**Instructions to follow**. Search the entries below for "envelopes". Report each line where it occurs.

*** Dataset records Section Begins ***

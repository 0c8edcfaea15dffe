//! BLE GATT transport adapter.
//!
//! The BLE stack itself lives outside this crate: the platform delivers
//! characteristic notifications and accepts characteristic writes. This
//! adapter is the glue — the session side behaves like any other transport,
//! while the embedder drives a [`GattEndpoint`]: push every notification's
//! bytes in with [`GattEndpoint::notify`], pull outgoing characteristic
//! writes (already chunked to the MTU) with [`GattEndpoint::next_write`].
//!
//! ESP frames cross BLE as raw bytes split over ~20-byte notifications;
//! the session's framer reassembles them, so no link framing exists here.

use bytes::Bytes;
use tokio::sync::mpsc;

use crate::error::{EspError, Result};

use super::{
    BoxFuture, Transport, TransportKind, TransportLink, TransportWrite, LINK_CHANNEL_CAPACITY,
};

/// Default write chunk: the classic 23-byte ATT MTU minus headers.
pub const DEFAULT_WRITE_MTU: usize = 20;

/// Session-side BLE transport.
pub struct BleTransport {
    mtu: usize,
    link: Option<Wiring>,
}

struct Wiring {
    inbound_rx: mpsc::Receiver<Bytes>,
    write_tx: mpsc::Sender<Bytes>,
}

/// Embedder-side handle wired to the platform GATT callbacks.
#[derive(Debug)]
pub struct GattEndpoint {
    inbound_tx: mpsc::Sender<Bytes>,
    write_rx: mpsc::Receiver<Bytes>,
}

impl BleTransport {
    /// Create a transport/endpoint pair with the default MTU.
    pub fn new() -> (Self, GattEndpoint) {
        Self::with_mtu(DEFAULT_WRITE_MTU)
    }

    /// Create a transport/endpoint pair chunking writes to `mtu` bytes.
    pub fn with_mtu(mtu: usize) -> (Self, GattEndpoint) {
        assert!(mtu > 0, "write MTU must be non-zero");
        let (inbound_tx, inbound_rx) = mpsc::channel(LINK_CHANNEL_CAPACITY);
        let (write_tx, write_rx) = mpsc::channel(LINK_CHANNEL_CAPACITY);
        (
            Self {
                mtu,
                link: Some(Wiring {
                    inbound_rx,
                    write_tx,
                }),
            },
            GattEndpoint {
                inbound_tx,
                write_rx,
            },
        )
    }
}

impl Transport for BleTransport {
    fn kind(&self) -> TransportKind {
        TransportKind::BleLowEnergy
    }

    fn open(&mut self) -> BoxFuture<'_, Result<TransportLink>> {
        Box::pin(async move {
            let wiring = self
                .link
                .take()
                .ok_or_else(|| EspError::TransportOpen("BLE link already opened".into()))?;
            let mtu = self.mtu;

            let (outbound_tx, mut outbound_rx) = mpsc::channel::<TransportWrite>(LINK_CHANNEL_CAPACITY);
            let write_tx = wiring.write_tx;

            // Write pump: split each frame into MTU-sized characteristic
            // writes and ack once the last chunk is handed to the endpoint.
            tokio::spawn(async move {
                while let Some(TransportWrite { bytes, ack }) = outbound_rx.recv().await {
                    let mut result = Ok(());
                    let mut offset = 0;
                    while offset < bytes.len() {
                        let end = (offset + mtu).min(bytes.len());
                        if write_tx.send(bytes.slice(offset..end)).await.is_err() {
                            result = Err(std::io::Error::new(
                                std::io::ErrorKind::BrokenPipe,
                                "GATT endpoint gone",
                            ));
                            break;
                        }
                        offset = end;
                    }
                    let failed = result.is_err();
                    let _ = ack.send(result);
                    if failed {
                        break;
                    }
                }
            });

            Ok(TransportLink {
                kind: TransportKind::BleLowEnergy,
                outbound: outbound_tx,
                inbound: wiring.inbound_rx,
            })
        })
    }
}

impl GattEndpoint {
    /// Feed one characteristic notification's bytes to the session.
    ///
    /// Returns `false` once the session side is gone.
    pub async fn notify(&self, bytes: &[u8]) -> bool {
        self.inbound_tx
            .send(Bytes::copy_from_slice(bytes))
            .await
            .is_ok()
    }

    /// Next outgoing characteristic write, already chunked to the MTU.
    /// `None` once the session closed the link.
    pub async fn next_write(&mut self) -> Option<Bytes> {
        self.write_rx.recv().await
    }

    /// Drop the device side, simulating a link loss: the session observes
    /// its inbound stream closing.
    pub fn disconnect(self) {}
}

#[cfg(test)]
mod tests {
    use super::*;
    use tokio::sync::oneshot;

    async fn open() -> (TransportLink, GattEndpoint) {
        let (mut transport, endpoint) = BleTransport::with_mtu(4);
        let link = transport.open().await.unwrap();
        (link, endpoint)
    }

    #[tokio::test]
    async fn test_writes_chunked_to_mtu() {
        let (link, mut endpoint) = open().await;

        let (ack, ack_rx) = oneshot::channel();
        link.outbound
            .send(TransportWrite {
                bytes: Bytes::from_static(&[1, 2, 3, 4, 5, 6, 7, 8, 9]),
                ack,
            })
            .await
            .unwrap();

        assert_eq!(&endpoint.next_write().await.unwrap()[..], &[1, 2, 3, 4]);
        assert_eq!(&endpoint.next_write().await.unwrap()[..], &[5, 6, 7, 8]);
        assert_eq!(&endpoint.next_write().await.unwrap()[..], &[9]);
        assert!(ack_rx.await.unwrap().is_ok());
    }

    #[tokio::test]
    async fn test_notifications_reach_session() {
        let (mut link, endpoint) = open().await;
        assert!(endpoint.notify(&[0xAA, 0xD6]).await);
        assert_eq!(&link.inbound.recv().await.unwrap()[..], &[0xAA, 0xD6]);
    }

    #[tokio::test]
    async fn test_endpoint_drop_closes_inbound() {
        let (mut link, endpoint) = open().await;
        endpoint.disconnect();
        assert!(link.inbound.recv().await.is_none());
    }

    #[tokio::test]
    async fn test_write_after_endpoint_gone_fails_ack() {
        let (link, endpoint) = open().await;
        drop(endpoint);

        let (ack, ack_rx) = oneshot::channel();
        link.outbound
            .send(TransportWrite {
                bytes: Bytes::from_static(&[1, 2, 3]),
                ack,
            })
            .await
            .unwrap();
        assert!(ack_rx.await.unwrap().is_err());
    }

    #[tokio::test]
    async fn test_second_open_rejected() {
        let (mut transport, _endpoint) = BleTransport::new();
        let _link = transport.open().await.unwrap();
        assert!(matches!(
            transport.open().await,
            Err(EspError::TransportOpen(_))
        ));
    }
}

*** Dataset records Section Ends ***
*** Dataset records Section Begins ***

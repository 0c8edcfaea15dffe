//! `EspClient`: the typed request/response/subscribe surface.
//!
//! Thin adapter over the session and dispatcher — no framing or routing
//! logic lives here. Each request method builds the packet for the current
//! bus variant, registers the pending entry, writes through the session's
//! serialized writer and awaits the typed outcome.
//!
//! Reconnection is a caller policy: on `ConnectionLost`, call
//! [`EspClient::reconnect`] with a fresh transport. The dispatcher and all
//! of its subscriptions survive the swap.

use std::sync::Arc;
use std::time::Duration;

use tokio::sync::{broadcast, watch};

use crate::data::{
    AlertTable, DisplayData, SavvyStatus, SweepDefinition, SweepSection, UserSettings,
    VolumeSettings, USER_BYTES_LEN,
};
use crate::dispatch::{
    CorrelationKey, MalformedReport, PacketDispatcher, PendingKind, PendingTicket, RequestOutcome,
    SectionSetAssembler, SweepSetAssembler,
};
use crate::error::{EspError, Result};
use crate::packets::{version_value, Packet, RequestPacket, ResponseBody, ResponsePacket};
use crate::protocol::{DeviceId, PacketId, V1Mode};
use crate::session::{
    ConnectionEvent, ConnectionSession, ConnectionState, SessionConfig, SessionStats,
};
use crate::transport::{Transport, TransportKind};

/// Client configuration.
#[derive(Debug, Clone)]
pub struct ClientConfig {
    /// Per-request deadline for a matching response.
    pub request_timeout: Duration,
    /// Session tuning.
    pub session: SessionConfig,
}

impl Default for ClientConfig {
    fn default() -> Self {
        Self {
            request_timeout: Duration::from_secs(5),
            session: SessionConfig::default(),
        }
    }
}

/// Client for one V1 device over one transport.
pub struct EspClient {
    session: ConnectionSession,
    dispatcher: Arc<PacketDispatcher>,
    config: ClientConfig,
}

*** Dataset records Section Ends ***
*** Dataset records Section Begins ***

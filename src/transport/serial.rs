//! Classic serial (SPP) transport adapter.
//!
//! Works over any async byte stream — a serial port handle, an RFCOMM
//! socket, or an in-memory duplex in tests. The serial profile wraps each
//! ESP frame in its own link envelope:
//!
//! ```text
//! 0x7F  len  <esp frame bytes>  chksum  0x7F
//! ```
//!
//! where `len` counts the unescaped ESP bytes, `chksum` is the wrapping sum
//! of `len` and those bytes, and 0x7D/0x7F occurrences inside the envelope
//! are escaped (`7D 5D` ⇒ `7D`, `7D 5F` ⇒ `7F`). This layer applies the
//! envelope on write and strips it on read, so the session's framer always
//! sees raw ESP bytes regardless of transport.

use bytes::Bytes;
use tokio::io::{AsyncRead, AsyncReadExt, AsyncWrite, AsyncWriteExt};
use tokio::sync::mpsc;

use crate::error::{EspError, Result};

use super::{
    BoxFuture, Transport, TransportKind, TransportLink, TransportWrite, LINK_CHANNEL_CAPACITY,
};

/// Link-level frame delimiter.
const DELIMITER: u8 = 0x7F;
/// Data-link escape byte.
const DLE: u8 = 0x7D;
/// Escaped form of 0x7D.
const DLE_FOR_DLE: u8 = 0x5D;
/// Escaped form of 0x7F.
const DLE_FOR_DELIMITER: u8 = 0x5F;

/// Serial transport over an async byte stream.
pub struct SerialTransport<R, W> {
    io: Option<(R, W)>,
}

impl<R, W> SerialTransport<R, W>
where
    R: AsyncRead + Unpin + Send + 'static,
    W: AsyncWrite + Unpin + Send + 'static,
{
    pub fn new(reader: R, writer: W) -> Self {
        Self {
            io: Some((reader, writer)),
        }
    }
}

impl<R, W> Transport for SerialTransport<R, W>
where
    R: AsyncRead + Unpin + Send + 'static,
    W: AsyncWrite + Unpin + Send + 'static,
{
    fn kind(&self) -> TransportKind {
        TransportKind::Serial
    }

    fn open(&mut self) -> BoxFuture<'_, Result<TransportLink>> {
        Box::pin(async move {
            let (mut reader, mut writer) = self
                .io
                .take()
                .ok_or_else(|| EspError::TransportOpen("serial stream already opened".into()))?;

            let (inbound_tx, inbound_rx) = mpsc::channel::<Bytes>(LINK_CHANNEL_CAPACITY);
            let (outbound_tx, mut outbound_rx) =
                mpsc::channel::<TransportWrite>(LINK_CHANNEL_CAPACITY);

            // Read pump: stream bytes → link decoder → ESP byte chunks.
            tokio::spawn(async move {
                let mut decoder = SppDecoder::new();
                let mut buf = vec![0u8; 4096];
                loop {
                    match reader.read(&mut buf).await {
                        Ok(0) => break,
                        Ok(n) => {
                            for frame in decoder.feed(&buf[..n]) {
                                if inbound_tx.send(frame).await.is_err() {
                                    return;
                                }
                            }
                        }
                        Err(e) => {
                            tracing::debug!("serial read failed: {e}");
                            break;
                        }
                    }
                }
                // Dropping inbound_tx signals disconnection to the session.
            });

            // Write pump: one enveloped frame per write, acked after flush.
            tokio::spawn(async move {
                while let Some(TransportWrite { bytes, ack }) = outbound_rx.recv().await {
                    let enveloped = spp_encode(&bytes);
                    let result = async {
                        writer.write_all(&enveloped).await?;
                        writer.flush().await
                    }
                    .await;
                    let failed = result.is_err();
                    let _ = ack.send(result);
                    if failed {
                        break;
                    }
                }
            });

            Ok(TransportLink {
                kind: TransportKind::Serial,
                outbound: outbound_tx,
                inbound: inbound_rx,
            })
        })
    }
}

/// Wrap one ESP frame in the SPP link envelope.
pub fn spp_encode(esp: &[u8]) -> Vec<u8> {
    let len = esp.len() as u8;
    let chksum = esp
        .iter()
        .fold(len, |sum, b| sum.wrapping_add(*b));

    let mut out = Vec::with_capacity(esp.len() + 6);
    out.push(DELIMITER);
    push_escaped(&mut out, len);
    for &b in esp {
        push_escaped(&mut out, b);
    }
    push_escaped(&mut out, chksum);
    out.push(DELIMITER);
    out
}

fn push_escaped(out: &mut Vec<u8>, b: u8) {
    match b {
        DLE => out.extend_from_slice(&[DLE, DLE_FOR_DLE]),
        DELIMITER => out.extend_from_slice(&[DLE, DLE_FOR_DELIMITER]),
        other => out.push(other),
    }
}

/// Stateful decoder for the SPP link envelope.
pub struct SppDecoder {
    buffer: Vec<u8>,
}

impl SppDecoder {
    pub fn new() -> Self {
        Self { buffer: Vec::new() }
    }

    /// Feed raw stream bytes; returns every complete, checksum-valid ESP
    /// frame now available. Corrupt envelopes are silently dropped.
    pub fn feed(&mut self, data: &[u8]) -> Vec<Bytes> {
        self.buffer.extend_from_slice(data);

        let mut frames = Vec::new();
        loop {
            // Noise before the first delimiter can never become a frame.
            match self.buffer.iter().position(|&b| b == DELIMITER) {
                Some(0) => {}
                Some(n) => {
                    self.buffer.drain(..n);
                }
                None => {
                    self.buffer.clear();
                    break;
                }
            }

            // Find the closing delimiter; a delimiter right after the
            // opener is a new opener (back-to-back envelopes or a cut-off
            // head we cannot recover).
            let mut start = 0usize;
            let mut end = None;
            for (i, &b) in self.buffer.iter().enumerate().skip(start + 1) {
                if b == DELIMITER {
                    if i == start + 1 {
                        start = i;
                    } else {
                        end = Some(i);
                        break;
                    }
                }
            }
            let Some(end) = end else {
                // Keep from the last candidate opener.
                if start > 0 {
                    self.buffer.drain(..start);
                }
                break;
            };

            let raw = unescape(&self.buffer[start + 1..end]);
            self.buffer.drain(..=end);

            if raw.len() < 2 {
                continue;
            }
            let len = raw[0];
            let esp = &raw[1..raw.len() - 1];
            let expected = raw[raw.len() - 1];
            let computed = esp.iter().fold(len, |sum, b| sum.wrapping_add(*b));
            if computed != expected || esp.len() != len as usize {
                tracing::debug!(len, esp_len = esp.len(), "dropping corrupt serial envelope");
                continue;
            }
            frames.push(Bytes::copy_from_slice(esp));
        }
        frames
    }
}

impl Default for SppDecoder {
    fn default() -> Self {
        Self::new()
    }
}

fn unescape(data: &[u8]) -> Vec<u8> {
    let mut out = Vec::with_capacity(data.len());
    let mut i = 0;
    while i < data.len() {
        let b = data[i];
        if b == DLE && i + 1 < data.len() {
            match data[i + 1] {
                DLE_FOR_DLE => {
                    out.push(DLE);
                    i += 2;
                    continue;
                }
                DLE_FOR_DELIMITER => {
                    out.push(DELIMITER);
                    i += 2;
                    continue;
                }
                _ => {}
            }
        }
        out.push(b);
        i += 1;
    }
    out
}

*** Dataset records Section Ends ***

**Written response**.
    /// frame now available. Corrupt envelopes are silently dropped.
            // opener is a new opener (back-to-back envelopes or a cut-off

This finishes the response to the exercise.